Wakil Ketua Umum I Dewan Pimpinan Pusat Garda Rajawali Perindo (DPP Grind), Rasid mengaku dapat amanah untuk maju sebagai caleg DPR RI dari dapil Jateng III di Pemilu 2019. Ia mendapat nomor urut 5.

"Saya siap berjuang bersama masyarakat Jateng 3 dalam pesta demokrasi 2019. Sehingga daerah ini ke depannya menjadi daerah percontohan di Indonesia dalam berbagai bidang, terutama dalam bidang pendidikan dan ekonomi," ujar Rasid melalui siaran pers, Jumat (20/7).

Pria kelahiran Buton, Sulawesi Tenggara ini mengaku tidak masalah ditempatkan di dapil Jateng III yang bukan daerah kelahirannya. Dia menegaskan, siap berjuang bersama rakyat di mana saja dirinya ditempatkan.

"Saya sangat menyukai tantangan-tantangan baru. Sehingga ditempatkan di manapun, siap bekerja dan siap membangun Indonesia menjadi bangsa yang berkualitas baik secara horisontal maupun secara vertikal," tutur Rasid.

Setidaknya adA lima alasan utama yang mendasarinya ingin fokus bidang ekonomi, terlebih pendidikan. Pertama, Partai Perindo memiliki visi-misi menyejaterakan rakyat Indonesia, mengentaskan kemiskinan, dan meningkatkan pendidikan seluruh anak bangsa.

"Hal ini sesuai dengan visi misi saya yang bergelut dalam bidang pendidikan. Saya mempunyai gagasan ke depan untuk membangun Indonesia yang sejahtera melalui fungsi-fungsi pendidikan. Karena pendidikan merupakan senjata ampuh untuk memberantas kemiskinan," ungkapnya.

Kedua, ia sudah sejak lama aktif dalam berbagai organisasi kemasyarakatan. Ketiga, saat ini dirinya sedang menempuh jenjang doktoral atau strata 3 (S3) di UIN Syarif Hidayatullah Jakarta dan pernah mengikuti kuliah doktoral di Timur Tengah.

"Kalau bukan karena pendidikan dan ilmu pengetahuan, niscaya manusia akan seperti binatang. Dan, dengan pendidikan pula manusia bisa saling menghormati, saling menghargai, toleransi, dan saling tolong menolong," bebernya.

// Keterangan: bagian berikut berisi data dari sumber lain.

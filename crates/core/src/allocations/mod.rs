//! Allocations module.
//!
//! An allocation is one fund's commitment to one deal. It is created in the
//! committed state with zero aggregates and mutated only through capital
//! call and payment events; its status is always derived, never stored.

pub mod allocations_model;
pub mod allocations_service;
pub mod allocations_traits;


pub use allocations_model::*;
pub use allocations_service::AllocationService;
pub use allocations_traits::*;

"Alasan keempat, pada hadis Nabi Muhammad SAW yang tertuang jelas, jika ingin kesejahteraan dan kebahagiaan dunia, maka harus berpendidikan dan memiliki ilmu pengetahuan. Kemudian jika ingin kebahagiaan akhirat maka harus berpendidikan juga. Jika menginginkan kebahagiaan kedua-duanya, maka harus memiliki pendidikan dan ilmu pengetahuan," urainya.

Konteks ini menurut Rasid, berhubungan dengan alasan kelima, yakni dengan pendidikan akan tercipta negara-bangsa berkeadaban. Alasan kelima ini juga bisa dirujuk pada Kota Madinah yang berhasil diubah dan dibangun Nabi Muhammad SAW. (rhr)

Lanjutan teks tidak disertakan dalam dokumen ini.